HAving trouble since update . Search ain't working and I'm having to log in when changing forums and when I click on a topic it says its not available and when I click on it again its there !!!!! Let's get back to normal soon .


----------



## V6RUL (May 28, 2009)

This is not as smooth as before as im getting a redirected message all the time i post..!!!
Steve


----------



## London (Sep 25, 2009)

I'm a Chrome user and since the upgrade, I couldn't log in. Well, I logged in, got the Success screen then it automatically went back to the log in screen, and round it went. I'm logged in via IE and that's OK.

Ldn


----------



## talk-torque (Apr 30, 2008)

London said:


> I'm a Chrome user and since the upgrade, I couldn't log in. Well, I logged in, got the Success screen then it automatically went back to the log in screen, and round it went. I'm logged in via IE and that's OK.
> 
> Ldn


I had that on IE for a while, but seems to be sorted now. 

I am also getting the slow re-direct screen.


----------



## Nem (Feb 14, 2005)

Clear out all of your cookies for this site. I also had the log in but then looped and had to try again in Chrome.

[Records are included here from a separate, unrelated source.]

mod secs_f64 {
    use serde::{Deserialize, Deserializer, Serializer};
    use std::time::Duration;

    pub fn serialize<S: Serializer>(value: &Duration, serializer: S) -> Result<S::Ok, S::Error> {
        serializer.serialize_f64(value.as_secs_f64())
    }

    pub fn deserialize<'de, D: Deserializer<'de>>(deserializer: D) -> Result<Duration, D::Error> {
        let secs = f64::deserialize(deserializer)?;
        Duration::try_from_secs_f64(secs).map_err(serde::de::Error::custom)
    }
}

impl fmt::Display for TransportKind {
    fn fmt(&self, f: &mut fmt::Formatter<'_>) -> fmt::Result {
        match self {
            Self::Connection => write!(f, "connection"),
            Self::Connectionless => write!(f, "connectionless"),
        }
    }
}

#[cfg(test)]
mod tests {
    use super::*;
    use crate::test_utils::init_test_logging;

    fn init_test(name: &str) {
        init_test_logging();
        crate::test_phase!(name);
    }

    fn params(pairs: &[(&str, &str)]) -> ServiceParameters {
        pairs
            .iter()
            .map(|(k, v)| ((*k).to_string(), (*v).to_string()))
            .collect()
    }

    #[test]
    fn parses_every_documented_key() {
        init_test("parses_every_documented_key");
        let config = ServiceConfig::from_parameters(&params(&[
            ("type", "connectionless"),
            ("bindHost", "127.0.0.1"),
            ("port", "4110"),
            ("socketProvider", "tls"),
            ("socketParameters", r#"{"cert":"server.pem"}"#),
            ("chunkSize", "512"),
            ("threads", "2"),
            ("schedulingAlgorithm", "elastic"),
            ("maxThreads", "6"),
            ("maxWorkPerThread", "100"),
            ("workSchedulingAlgorithm", "least-loaded"),
            ("clientConnectionTimeout", "0.5"),
            ("connectionTimeout", "60"),
            ("requestTimeout", "2.5"),
            ("responseTimeout", "0.01s"),
        ]))
        .expect("parse");

        assert_eq!(config.transport, TransportKind::Connectionless);
        assert_eq!(config.bind_host, "127.0.0.1");
        assert_eq!(config.port, 4110);
        assert_eq!(config.socket_provider.as_deref(), Some("tls"));
        assert_eq!(
            config.socket_parameters.get("cert").map(String::as_str),
            Some("server.pem")
        );
        assert_eq!(config.chunk_size, 512);
        assert_eq!(config.pool.threads, 2);
        assert_eq!(config.pool.thread_scheduling, ThreadScheduling::Elastic);
        assert_eq!(config.pool.max_threads, 6);
        assert_eq!(config.pool.max_work_per_thread, 100);
        assert_eq!(config.pool.work_scheduling, WorkScheduling::LeastLoaded);
        assert_eq!(config.timeouts.accept_poll, Duration::from_millis(500));
        assert_eq!(config.timeouts.connection, Duration::from_secs(60));
        assert_eq!(config.timeouts.request, Duration::from_millis(2500));
        assert_eq!(config.timeouts.response, Duration::from_millis(10));
        crate::test_complete!("parses_every_documented_key");
    }

    #[test]
    fn rejects_unknown_and_malformed() {
        init_test("rejects_unknown_and_malformed");
        let unknown = ServiceConfig::from_parameters(&params(&[("prot", "80")]));
        crate::assert_with_log!(
            matches!(unknown, Err(ConfigError::UnknownKey(_))),
            "unknown key",
            "UnknownKey",
            unknown
        );
        let bad_port = ServiceConfig::from_parameters(&params(&[("port", "70000")]));
        crate::assert_with_log!(
            matches!(bad_port, Err(ConfigError::InvalidValue { .. })),
            "bad port",
            "InvalidValue",
            bad_port
        );
        let negative = ServiceConfig::from_parameters(&params(&[("requestTimeout", "-1")]));
        crate::assert_with_log!(negative.is_err(), "negative timeout", true, negative);
        let inconsistent =
            ServiceConfig::from_parameters(&params(&[("threads", "4"), ("maxThreads", "2")]));
        crate::assert_with_log!(
            matches!(inconsistent, Err(ConfigError::Inconsistent(_))),
            "max below threads",
            "Inconsistent",
            inconsistent
        );
        let huge_poll =
            ServiceConfig::from_parameters(&params(&[("clientConnectionTimeout", "1e19")]));
        crate::assert_with_log!(
            matches!(huge_poll, Err(ConfigError::Inconsistent(_))),
            "accept poll above the bound",
            "Inconsistent",
            huge_poll
        );
        let huge_tick = ServiceConfig::from_parameters(&params(&[("pollTimeout", "7200")]));
        crate::assert_with_log!(
            matches!(huge_tick, Err(ConfigError::Inconsistent(_))),
            "reactor poll above the bound",
            "Inconsistent",
            huge_tick
        );
        crate::test_complete!("rejects_unknown_and_malformed");
    }

    #[test]
    fn normalize_fills_pool_bounds() {
        init_test("normalize_fills_pool_bounds");
        let mut config = ServiceConfig::default();
        config.pool.threads = 0;
        config.pool.max_threads = 0;
        config.listen_backlog = 0;
        config.normalize();
        assert_eq!(config.pool.threads, 1);
        assert_eq!(config.pool.max_threads, 1);
        assert!(config.listen_backlog > 0);
        crate::test_complete!("normalize_fills_pool_bounds");
    }

    #[test]
    fn env_overrides_apply() {
        init_test("env_overrides_apply");
        std::env::set_var(ENV_CHUNK_SIZE, "1024");
        std::env::set_var(ENV_CONNECTION_TIMEOUT, "1.5");
        let mut config = ServiceConfig::default();
        let result = apply_env_overrides(&mut config);
        std::env::remove_var(ENV_CHUNK_SIZE);
        std::env::remove_var(ENV_CONNECTION_TIMEOUT);
        result.expect("overrides");
        assert_eq!(config.chunk_size, 1024);
        assert_eq!(config.timeouts.connection, Duration::from_millis(1500));
        crate::test_complete!("env_overrides_apply");
    }

    #[test]
    fn deserializes_from_json() {
        init_test("deserializes_from_json");
        let config: ServiceConfig = serde_json::from_str(
            r#"{"type":"connection","port":9000,"threads":3,"responseTimeout":0.25}"#,
        )
        .expect("json");
        assert_eq!(config.port, 9000);
        assert_eq!(config.pool.threads, 3);
        assert_eq!(config.timeouts.response, Duration::from_millis(250));
        assert_eq!(config.chunk_size, DEFAULT_CHUNK_SIZE);
        crate::test_complete!("deserializes_from_json");
    }
}
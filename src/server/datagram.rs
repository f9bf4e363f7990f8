//! Connectionless service.

use super::{stop_on_error, Common, Counters, Lifecycle, ServiceBuilder, ServiceState, ServiceStats};
use crate::config::{ServiceConfig, TransportKind};
use crate::connection::Datagram;
use crate::error::Result;
use crate::handler::DatagramHandler;
use crate::pool::{PoolSpec, TaskFactory, ThreadedPoolFactory, WorkPool, WorkPoolFactory};
use crate::reactor::DatagramReactor;
use crate::tracing_compat::{trace, warn};
use std::fmt;
use std::io;
use std::net::{SocketAddr, UdpSocket};
use std::os::unix::io::AsRawFd;
use std::sync::Arc;

/// Receives datagrams and spreads them over a pool of [`DatagramReactor`]s.
///
/// Each datagram is one request: the handler sees `opened`, `request` and
/// `closed` for it in a row, and replies through [`Datagram::send`].
pub struct DatagramService<H: DatagramHandler, F: WorkPoolFactory = ThreadedPoolFactory> {
    common: Common,
    handler: Arc<H>,
    pool_factory: F,
    lifecycle: Lifecycle<Datagram>,
}

impl<H: DatagramHandler> DatagramService<H> {
    /// Starts assembling a datagram service for `config` served by `handler`.
    #[must_use]
    pub fn builder(config: ServiceConfig, handler: Arc<H>) -> ServiceBuilder<H> {
        ServiceBuilder::new(config, handler)
    }
}

impl<H: DatagramHandler, F: WorkPoolFactory> ServiceBuilder<H, F> {
    /// Builds a connectionless service.
    ///
    /// # Errors
    ///
    /// `Config` if the configuration is invalid or not of type
    /// `connectionless`.
    pub fn build_datagram(self) -> Result<DatagramService<H, F>> {
        let parts = self.into_parts(TransportKind::Connectionless)?;
        Ok(DatagramService {
            lifecycle: Lifecycle::new(&parts.common.name),
            common: parts.common,
            handler: parts.handler,
            pool_factory: parts.pool_factory,
        })
    }
}

impl<H: DatagramHandler, F: WorkPoolFactory> DatagramService<H, F> {
    /// Binds, starts the pool and the receive loop. Returns the bound address.
    ///
    /// # Errors
    ///
    /// As [`Service::start`](super::Service::start).
    pub fn start(&self) -> Result<SocketAddr> {
        self.lifecycle.start_with(|| {
            let socket: UdpSocket = self.common.bind_socket()?.into();
            let socket = Arc::new(socket);
            let local_addr = socket.local_addr()?;

            let spec = PoolSpec::from_config(self.common.name.clone(), &self.common.config.pool)
                .description(format!("datagram reactors for {local_addr}"));
            let pool = self.pool_factory.create_pool(spec, self.task_factory())?;
            pool.start()?;

            let fd = socket.as_raw_fd();
            let receiver = Receiver {
                name: self.common.name.clone(),
                buf: vec![0; self.common.config.chunk_size],
                socket,
                pool: Arc::clone(&pool),
                counters: Arc::clone(&self.common.counters),
            };
            let spawned = self.common.spawn_loop(fd, local_addr, Arc::clone(&pool), {
                let mut receiver = receiver;
                move || receiver.drain()
            });
            stop_on_error(&pool, spawned)
        })
    }

    /// Stops the receive loop, then every reactor. Idempotent.
    pub fn stop(&self) {
        self.lifecycle.stop();
    }

    /// Current lifecycle state.
    #[must_use]
    pub fn state(&self) -> ServiceState {
        self.lifecycle.state()
    }

    /// Bound address while listening.
    #[must_use]
    pub fn local_addr(&self) -> Option<SocketAddr> {
        self.lifecycle.local_addr()
    }

    /// Datagrams queued or in flight.
    #[must_use]
    pub fn pending(&self) -> usize {
        self.lifecycle.work_count()
    }

    /// Receive counters.
    #[must_use]
    pub fn stats(&self) -> ServiceStats {
        self.common.counters.snapshot()
    }

    /// The effective configuration.
    #[must_use]
    pub fn config(&self) -> &ServiceConfig {
        &self.common.config
    }

    fn task_factory(&self) -> TaskFactory<DatagramReactor<H>> {
        let handler = Arc::clone(&self.handler);
        let poll_timeout = self.common.config.timeouts.poll;
        Arc::new(move |index| DatagramReactor::new(index, Arc::clone(&handler), poll_timeout))
    }
}

impl<H: DatagramHandler, F: WorkPoolFactory> fmt::Debug for DatagramService<H, F> {
    fn fmt(&self, f: &mut fmt::Formatter<'_>) -> fmt::Result {
        f.debug_struct("DatagramService")
            .field("name", &self.common.name)
            .field("state", &self.state())
            .field("local_addr", &self.local_addr())
            .finish_non_exhaustive()
    }
}

/// Receive side of the loop. Reads at most `chunk_size` bytes per datagram;
/// the rest of a longer datagram is discarded by the kernel.
struct Receiver {
    name: String,
    buf: Vec<u8>,
    socket: Arc<UdpSocket>,
    pool: Arc<dyn WorkPool<Datagram>>,
    counters: Arc<Counters>,
}

impl Receiver {
    fn drain(&mut self) {
        loop {
            match self.socket.recv_from(&mut self.buf) {
                Ok((len, peer)) => self.admit(len, peer),
                Err(err) if err.kind() == io::ErrorKind::WouldBlock => return,
                Err(err) if err.kind() == io::ErrorKind::Interrupted => {}
                Err(err) => {
                    self.counters.failed();
                    warn!(service = %self.name, error = %err, "receive failed");
                    return;
                }
            }
        }
    }

    fn admit(&self, len: usize, peer: SocketAddr) {
        let datagram =
            match Datagram::new(self.buf[..len].to_vec(), Arc::clone(&self.socket), peer) {
                Ok(datagram) => datagram,
                Err(err) => {
                    self.counters.failed();
                    warn!(service = %self.name, %peer, error = %err, "cannot wrap datagram");
                    return;
                }
            };
        let key = datagram.key();
        match self.pool.insert_work(datagram) {
            Ok(()) => {
                self.counters.accepted();
                trace!(service = %self.name, %key, bytes = len, "datagram received");
            }
            Err(err) => {
                self.counters.rejected();
                warn!(service = %self.name, %key, error = %err, "pool refused datagram");
            }
        }
    }
}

Removing the cookies has now fixed that after another log in.


----------



## London (Sep 25, 2009)

Nem said:


> Clear out all of your cookies for this site. I also had the log in but then looped and had to try again in Chrome.
> 
> Removing the cookies has now fixed that after another log in.


If you mean "Delete all board cookies" option on the login screen, I did that and still I'm getting the roundaround with Chrome.

Ldn


----------



## Charlie (Dec 15, 2006)

I am having the same issues as Mark (London) I have deleted all cookies and my browser history and this is on Chrome and Explorer - I have got on a few times today and then can't again - also getting the slow re-direct message.

it's a total nightmare at the moment, I can't reply to people asking questions.

I am actually having to do some work 

Charlie


----------



## Dash (Oct 5, 2008)

I'm having terrible problems with logging in.

It looks like the new server is setup to allow sessions to be set through the GET array instead of just cookies. And it's also doing it wrong (or colliding with cookies).

This also opens up the forum to hijacking of accounts.


----------



## A3DFU (May 7, 2002)

Dash said:


> This also opens up the forum to hijacking of accounts.


Which has happened some 6/7 years ago to me with some very strage (rude) posts shown at the time 

The advice from Kevin ST and Clived at the time were to make sure that PM boxes (in, out and saved PMs) are kept to a minimum. And I obviously change my password etc at the time


----------



## London (Sep 25, 2009)

A3DFU said:


> Dash said:
> 
> 
> > This also opens up the forum to hijacking of accounts.
> ...


Perhaps this might explain some of the unpleasant posts that have been flying around these past few days. :lol:

Ldn


----------



## NaughTTy (Jul 9, 2003)

Charlie said:


> I am having the same issues as Mark (London) I have deleted all cookies and my browser history and this is on Chrome and Explorer - I have got on a few times today and then can't again - also getting the slow re-direct message.
> 
> it's a total nightmare at the moment, I can't reply to people asking questions.
> 
> ...


I had the same problem earlier so deleted all Temporary Files as well as cookies and history. Seems to have worked but then again, this is the second time I've tried to post this as I got a Server error the first time!


----------



## Toshiba (Jul 8, 2004)

.


----------



## Hoggy (May 8, 2002)

Hi, Removing cookies from TTF forum didn't cure prob for me, but clearing cookies from Google Chrome did.
Hoggy.


----------



## London (Sep 25, 2009)

Hoggy said:


> Hi, Removing cookies from TTF forum didn't cure prob for me, but clearing cookies from Google Chrome did.
> Hoggy.


Thanks Hoggy, that appears to have done the trick. 

Ldn


----------



## T3RBO (Dec 9, 2003)

Having no problems with Mozilla Firefox


----------



## rustyintegrale (Oct 1, 2006)

No problems at all on Safari with Mac. Nice and fast. Well done guys!


----------



## A3DFU (May 7, 2002)

London said:


> A3DFU said:
> 
> 
> > Dash said:
> ...


I think anyone who had his/her ID hijacked would know as who ever did it will post "as if" and the person who's ID has been hijacked will be seen to post things completely out of character.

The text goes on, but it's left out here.